Multiple sub-compartment analysis from Hi-C data
Purpose
This program is to do multiple sub-compartment analysis for Hi-C data. Test data are also provided.
Installation
The program is simple one-file executable for linux system. Just download CscoreTool-M Then run the following command:
chmod +x CscoreTool-M
Then you can type ./CscoreTool-M to run it.
The executable is compiled on a CentOS linux machine. If it doesn't work, download the CscoreTool-M.cpp, twister.h and twister.cpp files and put them in the same folder. Then run
g++ CscoreTool-M.cpp twister.cpp -fopenmp -O3 -o CscoreTool-M
You'll get an execuable file CscoreTool-M.
Usage: Usage: CscoreTool-M <windows_Rabl.bed> <input.summary> <N_subcompartments> <N_Rablwindow> <N_session> [Blacklist.bed] [ExcludedInteractions.txt]
Input parameters
a. windows.bed This file is to specify the genomic windows to analyze. It should be an equal-length bed file with the fourth column being the Rabl position, i.e. the relative position between centromere (0) and telomere (1).
b. input.summary This file is the main input file for Hi-C interactions. We accept the same format as the HiCsummary file format for HOMER runHiCpca.pl. See http://homer.ucsd.edu/homer/interactions/HiCtagDirectory.html An example file test.summary.gz can be downloaded. This is 0.5% randomly selected reads in chr1 from the High-resolution GM12878 cell Hi-C dataset (Rao, 2014).

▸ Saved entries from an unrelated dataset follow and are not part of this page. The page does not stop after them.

fn parse_unwind(body: &Value) -> Result<Stage> {
    match body {
        Value::String(_) => Ok(Stage::Unwind {
            path: field_path_operand(body, "$unwind")?,
            preserve_null_and_empty: false,
            include_array_index: None,
        }),
        Value::Document(spec) => {
            let path = spec
                .get("path")
                .ok_or_else(|| Error::InvalidPipeline("$unwind requires 'path'".into()))?;
            let preserve_null_and_empty = match spec.get("preserveNullAndEmptyArrays") {
                None => false,
                Some(Value::Boolean(b)) => *b,
                Some(_) => {
                    return Err(Error::InvalidPipeline(
                        "preserveNullAndEmptyArrays must be a boolean".into(),
                    ));
                }
            };
            let include_array_index = match spec.get("includeArrayIndex") {
                None => None,
                Some(Value::String(name)) if !name.is_empty() && !name.starts_with('$') => {
                    Some(name.clone())
                }
                Some(_) => {
                    return Err(Error::InvalidPipeline(
                        "includeArrayIndex must be a field name".into(),
                    ));
                }
            };
            if let Some(extra) = spec
                .keys()
                .find(|k| !matches!(k.as_str(), "path" | "preserveNullAndEmptyArrays" | "includeArrayIndex"))
            {
                return Err(Error::InvalidPipeline(format!(
                    "unrecognized option to $unwind: {extra}"
                )));
            }
            Ok(Stage::Unwind {
                path: field_path_operand(path, "$unwind path")?,
                preserve_null_and_empty,
                include_array_index,
            })
        }
        _ => Err(Error::InvalidPipeline("$unwind must be a string or object".into())),
    }
}

fn parse_lookup(body: &Value) -> Result<Stage> {
    let spec = body
        .as_document()
        .ok_or_else(|| Error::InvalidPipeline("$lookup must be an object".into()))?;
    let field = |name: &str| -> Result<String> {
        spec.get(name)
            .and_then(Value::as_str)
            .map(str::to_string)
            .ok_or_else(|| Error::InvalidPipeline(format!("$lookup requires '{name}' string")))
    };
    Ok(Stage::Lookup {
        from: field("from")?,
        local_field: field("localField")?,
        foreign_field: field("foreignField")?,
        as_field: field("as")?,
    })
}

fn validate_output_field(name: &str) -> Result<()> {
    if name.is_empty() || name.starts_with('$') || name.split('.').any(str::is_empty) {
        return Err(Error::InvalidPipeline(format!("invalid output field name '{name}'")));
    }
    Ok(())
}

// ---------------------------------------------------------------------------
// Stage execution
// ---------------------------------------------------------------------------

fn exec_match(docs: Vec<Document>, filter: &Filter) -> Vec<Document> {
    docs.into_iter().filter(|doc| filter.matches(doc)).collect()
}

fn exec_group(
    docs: Vec<Document>,
    key: &Expression,
    accumulators: &[(String, Accumulator)],
) -> Result<Vec<Document>> {
    // Groups in order of first appearance, plus a key index into them.
    let mut groups: Vec<(Value, Vec<AccumulatorState<'_>>)> = Vec::new();
    let mut index: BTreeMap<Value, usize> = BTreeMap::new();

    for doc in &docs {
        let key_val = key.eval(doc)?;
        let slot = match index.get(&key_val) {
            Some(&slot) => slot,
            None => {
                let states = accumulators.iter().map(|(_, acc)| acc.start()).collect();
                groups.push((key_val.clone(), states));
                index.insert(key_val, groups.len() - 1);
                groups.len() - 1
            }
        };
        for state in &mut groups[slot].1 {
            state.accumulate(doc)?;
        }
    }

    Ok(groups
        .into_iter()
        .map(|(key_val, states)| {
            let mut out = Document::with_capacity(accumulators.len() + 1);
            out.insert(ID_FIELD, key_val);
            for ((name, _), state) in accumulators.iter().zip(states) {
                out.insert(name.clone(), state.finish());
            }
            out
        })
        .collect())
}

/// Stable: documents with equal keys keep their input order.
fn exec_sort(mut docs: Vec<Document>, sort_fields: &[(String, SortOrder)]) -> Vec<Document> {
    docs.sort_by(|a, b| query::compare_documents(a, b, sort_fields));
    docs
}

fn exec_project(
    docs: Vec<Document>,
    projection: &Projection,
    computed: &[(String, Expression)],
) -> Result<Vec<Document>> {
    docs.iter()
        .map(|doc| {
            let mut out = projection.apply(doc);
            for (field, expr) in computed {
                match expr.eval_present(doc)? {
                    Some(v) => out.set_path(field, v)?,
                    None => {
                        out.remove_path(field);
                    }
                }
            }
            Ok(out)
        })
        .collect()
}

fn exec_count(docs: Vec<Document>, field_name: &str) -> Vec<Document> {
    if docs.is_empty() {
        return Vec::new();
    }
    let mut out = Document::new();
    out.insert(field_name, i64::try_from(docs.len()).unwrap_or(i64::MAX));
    vec![out]
}

fn exec_unwind(
    docs: Vec<Document>,
    path: &str,
    preserve_null_and_empty: bool,
    include_array_index: Option<&str>,
) -> Result<Vec<Document>> {
    let mut result = Vec::with_capacity(docs.len());
    for mut doc in docs {
        match doc.get_path(path).cloned() {
            Some(Value::Array(items)) if !items.is_empty() => {
                for (i, item) in items.into_iter().enumerate() {
                    let mut unwound = doc.clone();
                    unwound.set_path(path, item)?;
                    if let Some(index_field) = include_array_index {
                        unwound.set_path(index_field, Value::Integer(i64::try_from(i).unwrap_or(i64::MAX)))?;
                    }
                    result.push(unwound);
                }
            }
            Some(Value::Array(_)) | Some(Value::Null) | None => {
                if preserve_null_and_empty {
                    if matches!(doc.get_path(path), Some(Value::Array(_))) {
                        doc.remove_path(path);
                    }
                    if let Some(index_field) = include_array_index {
                        doc.set_path(index_field, Value::Null)?;
                    }
                    result.push(doc);
                }
            }
            Some(_) => {
                // A non-array value unwinds to itself.
                if let Some(index_field) = include_array_index {
                    doc.set_path(index_field, Value::Null)?;
                }
                result.push(doc);
            }
        }
    }
    Ok(result)
}

fn exec_add_fields(docs: Vec<Document>, fields: &[(String, Expression)]) -> Result<Vec<Document>> {
    docs.into_iter()
        .map(|doc| {
            let mut out = doc.clone();
            for (name, expr) in fields {
                out.set_path(name, expr.eval(&doc)?)?;
            }
            Ok(out)
        })
        .collect()
}

fn exec_lookup<F>(
    docs: Vec<Document>,
    from: &str,
    local_field: &str,
    foreign_field: &str,
    as_field: &str,
    lookup_fn: &F,
) -> Result<Vec<Document>>
where
    F: Fn(&str, &Filter) -> Result<Vec<Document>>,
{
    let mut result = Vec::with_capacity(docs.len());
    for mut doc in docs {
        let local_val = doc.get_path(local_field).cloned().unwrap_or(Value::Null);
        let op = match local_val {
            Value::Array(items) => QueryOp::In(items),
            other => QueryOp::Eq(other),
        };
        let filter = Filter::Field {
            field: foreign_field.to_string(),
            op,
        };
        let foreign_docs = lookup_fn(from, &filter)?;
        doc.set_path(
            as_field,
            Value::Array(foreign_docs.into_iter().map(Value::Document).collect()),
        )?;
        result.push(doc);
    }
    Ok(result)
}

c. OutputPrefix This is the prefix for output files.
d. N_subcompartment The number of sub-compartment to analyze
e. N_Rablwindow The size of the Rabl matrix output.
f. N_session This the number of sessions to use. The number of choice depends on the resource available. These 6 arguments a-f are needed.
g. Blacklist.bed This is the encode blacklist file which lists the blacklist regions excluded from ChIP-seq analysis, possibly due to copy number variations. If the program takes 7 arguments, it will take the 7th argument as Blacklisted.bed.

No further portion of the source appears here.